2.2 Concepts in incomplete data

2.2.1 Incomplete-data perspective

Many statistical techniques address some kind of incomplete-data problem. Suppose that we are interested in knowing the mean income \(Q\) in a given population. If we take a sample from the population, then the units not in the sample will have missing values because they will not be measured. It is not possible to calculate the population mean right away since the mean is undefined if one or more values are missing. The incomplete-data perspective is a conceptual framework for analyzing data as a missing data problem.

Estimating a mean from a population is a well known problem that can also be solved without a reference to missing data. It is nevertheless sometimes useful to think what we would have done had the data been complete, and what we could do to arrive at complete data. The incomplete-data perspective is general, and covers the sampling problem, the counterfactual model of causal inference, statistical modeling of the missing data, and statistical computation techniques. The books by Gelman et al. (2004 ch. 7) and Gelman and Meng (2004) provide in-depth discussions of the generality and richness of the incomplete data perspective. Little (2013) lists ten powerful ideas for the statistical scientist. His final advice reads as:

My last simple idea is overarching: statistics is basically a missing data problem! Draw a picture of what’s missing and find a good model to fill it in, along with a suitable (hopefully well calibrated) method to reflect uncertainty.

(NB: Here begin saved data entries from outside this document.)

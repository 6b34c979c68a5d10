//! Transport trait definition.
//!
//! The [`Transport`] is the collaborator that actually executes a remote
//! method: it owns connections, authentication, timeouts and any retry
//! policy. The client hands it a method name and encoded parameters and gets
//! back the raw response body.
//!
//! A transport distinguishes two outcomes only:
//! - a body was received (even one encoding an API error): `Ok(bytes)`
//! - no body was received: `Err(TransportError)`

use std::future::Future;
use std::pin::Pin;
use std::sync::{Arc, Mutex};

use crate::error::TransportError;
use crate::params::Params;

/// A boxed future for async trait methods.
///
/// Boxed futures keep the trait object-safe, so a client can hold any
/// transport behind `Box<dyn Transport>`.
pub type BoxFuture<'a, T> = Pin<Box<dyn Future<Output = T> + Send + 'a>>;

/// Executes remote methods.
///
/// # Implementation Notes
///
/// - Implementations must be `Send + Sync`; one transport serves concurrent calls
/// - Attach credentials and the API version here, not in `params`
/// - Surface timeouts and cancellation as [`TransportError`], never as a body
///
/// # Example Implementation
///
/// ```ignore
/// struct LoggingTransport<T>(T);
///
/// impl<T: Transport> Transport for LoggingTransport<T> {
///     fn invoke<'a>(
///         &'a self,
///         method: &'a str,
///         params: &'a Params,
///     ) -> BoxFuture<'a, Result<Vec<u8>, TransportError>> {
///         Box::pin(async move {
///             println!("{method}?{params}");
///             self.0.invoke(method, params).await
///         })
///     }
/// }
/// ```
pub trait Transport: Send + Sync {
    /// Invokes `method` with `params` and returns the raw response body.
    fn invoke<'a>(
        &'a self,
        method: &'a str,
        params: &'a Params,
    ) -> BoxFuture<'a, Result<Vec<u8>, TransportError>>;
}

impl<T: Transport + ?Sized> Transport for Box<T> {
    fn invoke<'a>(
        &'a self,
        method: &'a str,
        params: &'a Params,
    ) -> BoxFuture<'a, Result<Vec<u8>, TransportError>> {
        (**self).invoke(method, params)
    }
}

impl<T: Transport + ?Sized> Transport for Arc<T> {
    fn invoke<'a>(
        &'a self,
        method: &'a str,
        params: &'a Params,
    ) -> BoxFuture<'a, Result<Vec<u8>, TransportError>> {
        (**self).invoke(method, params)
    }
}

/// A recorded call made through a [`StaticTransport`].
#[derive(Debug, Clone, PartialEq, Eq)]
pub struct RecordedCall {
    pub method: String,
    pub params: Params,
}

/// A transport answering every call with the same canned outcome.
///
/// Records each call it receives. Useful for tests and for replaying
/// captured responses.
#[derive(Debug)]
pub struct StaticTransport {
    outcome: Outcome,
    calls: Mutex<Vec<RecordedCall>>,
}

#[derive(Debug)]
enum Outcome {
    Body(Vec<u8>),
    Failure(TransportError),
}

impl StaticTransport {
    /// Creates a transport that always returns `body`.
    pub fn with_body(body: impl Into<Vec<u8>>) -> Self {
        Self {
            outcome: Outcome::Body(body.into()),
            calls: Mutex::new(Vec::new()),
        }
    }

    /// Creates a transport that always fails with an error like `error`.
    pub fn failing(error: TransportError) -> Self {
        Self {
            outcome: Outcome::Failure(error),
            calls: Mutex::new(Vec::new()),
        }
    }

    /// Returns the calls received so far, oldest first.
    pub fn calls(&self) -> Vec<RecordedCall> {
        self.calls
            .lock()
            .map(|calls| calls.clone())
            .unwrap_or_default()
    }

    /// Returns the most recent call.
    pub fn last_call(&self) -> Option<RecordedCall> {
        self.calls().pop()
    }
}

impl Transport for StaticTransport {
    fn invoke<'a>(
        &'a self,
        method: &'a str,
        params: &'a Params,
    ) -> BoxFuture<'a, Result<Vec<u8>, TransportError>> {
        if let Ok(mut calls) = self.calls.lock() {
            calls.push(RecordedCall {
                method: method.to_string(),
                params: params.clone(),
            });
        }

        // TransportError holds a boxed source and is not Clone; rebuild it
        let result = match &self.outcome {
            Outcome::Body(body) => Ok(body.clone()),
            Outcome::Failure(error) => {
                let mut rebuilt = TransportError::new(error.kind(), error.message());
                if let Some(status) = error.http_status() {
                    rebuilt = TransportError::status(status, error.message());
                }
                Err(rebuilt)
            }
        };
        Box::pin(async move { result })
    }
}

2.2.2 Causes of missing data

There is a broad distinction between two types of missing data: intentional and unintentional missing data. Intentional missing data are planned by the data collector. For example, the data of a unit can be missing because the unit was excluded from the sample. Another form of intentional missing data is the use of different versions of the same instrument for different subgroups, an approach known as matrix sampling. See Gonzalez and Eltinge (2007) or Graham (2012 Section 4) for an overview. Also, missing data that occur because of the routing in a questionnaire are intentional, as well as data (e.g., survival times) that are censored data at some time because the event (e.g., death) has not yet taken place. A related term in a multilevel context is systematically missing data. This term refers to variables that are missing for all individuals in a cluster because the variable was not measured in that cluster.(Resche-Rigon and White 2018)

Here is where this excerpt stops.